When I moved to Bombay, my friends there would order masala papad as a starter in restaurants. This was something new, something interesting – papad as a standalone dish, and a mighty good one at that. I started experimenting with papad in curries – very convenient on days when I opened the vegetable tray of the fridge and found nothing.
We get papad in many varieties nowadays: made of moong dal or urad, potatoes or rice flour, with added spices. For this recipe, use a plain salted dal-based papad.
- Papads (moong or ural, plain) – 8
- Tamarind – lemon-sized ball
- Fenugreek seeds (whole or coarsely ground) – 1.5 teaspoons
- Mustard seeds – 1 teaspoon
- Jaggery powder – 1 teaspoon
- Water – 3/4 cup
- Coriander powder – 1 teaspoon
- Turmeric powder – 1/2 teaspoon
- Red chili flakes – 1 teaspoon (adjust to taste)
- Salt – to taste
- Cinammon – 1-inch stick
- Asafoetida – 1/4 teaspoon
- Mustard oil – 2 teaspoons
- Fresh coriander leaves – a few sprigs
Soak tamarind in half a cup of water for 30 minutes. Extract the juice and discard the seeds if any.
Dry-roast 1.5 teaspoons of fenugreek seeds and 0.5 teaspoon of mustard seeds together on low heat. When the seeds turn a couple of shades darker, turn off the heat. Allow the seeds to cool to room temperature. Grind them to powder in a blender or using a mortar & pestle.
Roast the papads on an open flame, for a few seconds each side, till they turn crisp.
Crush the roasted papad roughly – about 1-2 inch pieces, and don’t worry if the sizes aren’t uniform. A little bit of unevenness adds character ;-)
Heat two teaspoons of mustard oil in a thick-bottomed pan. When hot, add mustard seeds, asafoetida and cinammon stick in that order.
When the mustard seeds have spluttered, add red chili flakes, turmeric powder and coriander powder. Stir and pour in the tamarind juice, jaggery and half a cup of water. Simmer for 5 minutes.

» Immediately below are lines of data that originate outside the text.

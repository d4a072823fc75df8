//! Custom Askama template filters.

#![allow(clippy::unnecessary_wraps)]

use std::fmt::Display;

use rust_decimal::Decimal;

use cs_console_core::Rupiah;

/// Format a decimal amount as rupiah: `Rp 1.250.000`.
///
/// Input that is not a number is shown as-is.
///
/// Usage in templates: `{{ product.harga|rupiah }}`
#[askama::filter_fn]
pub fn rupiah(value: impl Display, _env: &dyn askama::Values) -> askama::Result<String> {
    let text = value.to_string();
    Ok(text
        .trim()
        .parse::<Decimal>()
        .map_or(text, |amount| Rupiah::new(amount).to_string()))
}

/// Compact a count: `950`, `1.5K`, `3.4M`.
///
/// Usage in templates: `{{ report.total|compact }}`
#[askama::filter_fn]
pub fn compact(value: impl Display, _env: &dyn askama::Values) -> askama::Result<String> {
    let text = value.to_string();
    Ok(text
        .parse::<i64>()
        .map_or(text, crate::services::token_usage::format_compact))
}
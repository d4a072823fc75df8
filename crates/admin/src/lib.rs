//! CS console library.
//!
//! Internal customer-service console for the WhatsApp sales bot: hold list,
//! catalogue, promotions, orders, complaints, customer journeys, token usage
//! and the bot's persona settings, all over one `PostgreSQL` database.
//!
//! The binary in `main.rs` wires this library to the environment; tests build
//! the same router with [`app`] and an in-memory session store.

#![cfg_attr(not(test), forbid(unsafe_code))]

pub mod components;
pub mod config;
pub mod db;
pub mod error;
pub mod filters;
pub mod middleware;
pub mod models;
pub mod routes;
pub mod services;
pub mod state;

use axum::Router;
use tower_http::services::ServeDir;
use tower_http::trace::{DefaultOnResponse, OnResponse, TraceLayer};
use tower_sessions::{SessionManagerLayer, SessionStore};
use tracing::Span;

use crate::state::AppState;

/// Directory served under `/static`.
pub const STATIC_DIR: &str = "crates/admin/static";

/// Build the console router: every route, static files, sessions and
/// request tracing.
///
/// Sentry layers are added by the binary on top of this.
pub fn app<S>(state: AppState, sessions: SessionManagerLayer<S>) -> Router
where
    S: SessionStore + Clone,
{
    Router::new()
        .merge(routes::routes())
        .nest_service("/static", ServeDir::new(STATIC_DIR))
        .layer(sessions)
        .layer(
            TraceLayer::new_for_http()
                .make_span_with(|request: &axum::http::Request<_>| {
                    tracing::info_span!(
                        "http_request",
                        method = %request.method(),
                        uri = %request.uri(),
                        status = tracing::field::Empty,
                        latency_ms = tracing::field::Empty,
                    )
                })
                .on_response(
                    |response: &axum::http::Response<_>,
                     latency: std::time::Duration,
                     span: &Span| {
                        span.record("status", response.status().as_u16());
                        span.record(
                            "latency_ms",
                            u64::try_from(latency.as_millis()).unwrap_or(u64::MAX),
                        );
                        DefaultOnResponse::default().on_response(response, latency, span);
                    },
                ),
        )
        .with_state(state)
}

Add salt at this stage if required. I say "if required" because papad tends to be generously salted and I usually find that no added salt is needed in this curry.
Add the cracked roasted papad and mix well.
The papad will absorb all the moisture and spices in 3-4 minutes. Take it off the heat at this stage. Garnish with chopped coriander leaves.
Serve papad ki sookhi sabzi on the side with an Indian meal.
As a variation, stir in papad ki sookhi sabzi into plain yogurt and serve it as raita.